Band of Brothers and The Pacific are two of the most celebrated and accomplished TV shows ever made, particularly the former. Rewatching both of them in preparation for Masters of the Air really brought home again just how powerful they are, how moving. For the same team to return to WWII but this time through the eyes of fighter pilots was an exciting prospect and while it’s definitely the weakest of the three entries, this is still exceptional television…

We follow the exploits of the 100th Bomb Group, a Boeing B-17 Flying Fortress heavy bomber unit in the Eighth Air Force in eastern England during World War II as they fly mission after mission in an often futile attempt simply to stay alive. The incredible ensemble cast comprises Austin Butler, Barry Keoghan, Callum Turner, Anthony Boyle and many others.
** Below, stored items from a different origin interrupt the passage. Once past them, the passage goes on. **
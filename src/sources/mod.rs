//! Geolocation sources.
//!
//! A source answers `query(ctx) -> (Location, confidence)` and exposes a
//! name, version, association key, weight, and heartbeat. The set of kinds
//! is closed: local readers, the relational override layer, edge-supplied
//! geo, and the two remote adapters. Out-of-process extensibility goes
//! through [`remote::RemoteHttpSource`] rather than dynamic loading.

pub mod manager;
pub mod remote;

pub use manager::SourceManager;

use std::sync::Arc;

use crate::config::MAX_SOURCE_WEIGHT;
use crate::localdb::{LocalLookup, RadixCache, XdbCache};
use crate::models::Location;
use crate::pipeline::context::RequestContext;
use crate::storage::Store;
use remote::{GeocoderSource, RemoteHttpSource};

/// Edge-supplied geo snapshot parsed from request headers.
#[derive(Debug, Clone, Default)]
pub struct EdgeGeo {
    pub country: String,
    pub region: String,
    pub city: String,
    pub isp: String,
    pub latitude: Option<f64>,
    pub longitude: Option<f64>,
    /// The client IP the edge derived these values for; a mismatch with the
    /// queried IP demotes the answer to low confidence.
    pub client_ip: String,
}

/// Relational override-KV source: authoritative on hit.
pub struct OverrideKvSource {
    pub store: Store,
    pub weight: f64,
}

/// Radix-tree local source.
pub struct RadixTreeSource {
    pub cache: Arc<RadixCache>,
    pub weight: f64,
}

/// XDB local source.
pub struct XdbSource {
    pub cache: Arc<XdbCache>,
    pub weight: f64,
}

/// Edge-geo source reading the request context; no network involved.
pub struct EdgeGeoSource {
    pub weight: f64,
}

/// The closed set of source kinds.
pub enum Source {
    OverrideKv(OverrideKvSource),
    RadixTree(RadixTreeSource),
    Xdb(XdbSource),
    EdgeGeo(EdgeGeoSource),
    RemoteHttp(RemoteHttpSource),
    Geocoder(GeocoderSource),
}

impl Source {
    pub fn name(&self) -> &str {
        match self {
            Source::OverrideKv(_) => "kv",
            Source::RadixTree(_) => "radix",
            Source::Xdb(_) => "xdb",
            Source::EdgeGeo(_) => "edgeone",
            Source::RemoteHttp(s) => &s.name,
            Source::Geocoder(_) => "geocoder",
        }
    }

    pub fn version(&self) -> &str {
        "1.0"
    }

    /// Association key used when this source's answer is written back.
    pub fn assoc_key(&self) -> &str {
        match self {
            Source::OverrideKv(_) => "kv",
            Source::RadixTree(_) => "radix",
            Source::Xdb(_) => "xdb",
            Source::EdgeGeo(_) => "edgeone",
            Source::RemoteHttp(s) => &s.assoc_key,
            Source::Geocoder(_) => "geocoder",
        }
    }

    /// Static weight, clamped to [0, 10].
    pub fn weight(&self) -> f64 {
        let raw = match self {
            Source::OverrideKv(s) => s.weight,
            Source::RadixTree(s) => s.weight,
            Source::Xdb(s) => s.weight,
            Source::EdgeGeo(s) => s.weight,
            Source::RemoteHttp(s) => s.weight,
            Source::Geocoder(s) => s.weight,
        };
        raw.clamp(0.0, MAX_SOURCE_WEIGHT)
    }

    /// Queries this source for the context's target IP.
    ///
    /// A failing source reports an empty location with low confidence; it
    /// never aborts aggregation.
    pub async fn query(&self, ctx: &RequestContext) -> (Location, f64) {
        match self {
            Source::OverrideKv(s) => {
                let Some(ip_int) = crate::codec::parse(&ctx.ip) else {
                    return (Location::default(), 0.0);
                };
                match s.store.lookup_kv(ip_int).await {
                    Some(loc) => (loc, 1.0),
                    None => (Location::default(), 0.0),
                }
            }
            Source::RadixTree(s) => match s.cache.lookup(&ctx.ip).await {
                Some(loc) => {
                    let conf = if loc.city.is_empty() { 0.5 } else { 0.7 };
                    (loc, conf)
                }
                None => (Location::default(), 0.0),
            },
            Source::Xdb(s) => match s.cache.lookup(&ctx.ip).await {
                Some(loc) => {
                    let conf = if loc.city.is_empty() { 0.5 } else { 0.6 };
                    (loc, conf)
                }
                None => (Location::default(), 0.0),
            },
            Source::EdgeGeo(_) => query_edge_geo(ctx),
            Source::RemoteHttp(s) => s.query(&ctx.ip).await,
            Source::Geocoder(s) => s.query(&ctx.ip).await,
        }
    }

    /// Health probe. Local kinds are always healthy; remote kinds answer
    /// with their `/health` (or equivalent) reachability.
    pub async fn heartbeat(&self) -> anyhow::Result<()> {
        match self {
            Source::RemoteHttp(s) => s.heartbeat().await,
            _ => Ok(()),
        }
    }
}

/// Maps the edge snapshot into a report. Confidence scales with field
/// completeness and collapses to 0.2 when the snapshot is missing or was
/// derived for a different client IP.
fn query_edge_geo(ctx: &RequestContext) -> (Location, f64) {
    let Some(geo) = &ctx.edge_geo else {
        return (Location::default(), 0.2);
    };
    if !geo.client_ip.is_empty() && geo.client_ip != ctx.ip {
        return (Location::default(), 0.2);
    }
    let loc = Location {
        country: geo.country.clone(),
        region: geo.region.clone(),
        province: String::new(),
        city: geo.city.clone(),
        isp: geo.isp.clone(),
    };
    let confidence = if !loc.city.is_empty() {
        0.9
    } else if !loc.region.is_empty() {
        0.8
    } else if !loc.country.is_empty() {
        0.7
    } else {
        0.2
    };
    (loc, confidence)
}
Whilst Band of Brothers and The Pacific mostly eschewed big stars to go with relative unknowns, Master of the Air presents us with bona fide movie stars. While this is sometimes a little distracting, it’s difficult to believe a man as beautiful as Austin Butler could do anything other than work in entertainment, it does lend some gravitas to a TV show that is already exquisitely directed (by such luminaries as Cary Fukunaga, Ryan Boden & Anna Fleck and series veteran Tim Van Patten). All this talent means that Masters of the Air was pretty much guaranteed to be a success and so it goes. At its best, the show makes us feel like we are part of the 100th, going through basic training, fighting in British bars and dying by the thousands. Despite having echoes of the previous entries in the series, this never feels like a bland retread, particularly the early episodes in which we see more of the characters’ pre-war life than in previous outings. Butler and Turner share incredible chemistry as the two “Bucks”, but I was most impressed with Boyle as the intrepid navigator Lt. Harry “Cros” Crosby – a character who in many ways anchors the series and holds the audience’s hand from the start of deployment to the end of the war.

While we never quite get a ‘Why We Fight’ moment, the final episode really is a show-stopper, 90 minutes of television that feels both cinematic and epic in scope. A true achievement. My only criticism would be that the fight scenes that take place in the air are a little incoherent. The masks worn by the pilots make it tough to make out what is actually going on and what is happening to whom.

Masters of the Air, as with its predecessors, has not received either the viewership or the acclaim that it has deserved upon initial release but it will no doubt find its audience in the years to come – profound and important television.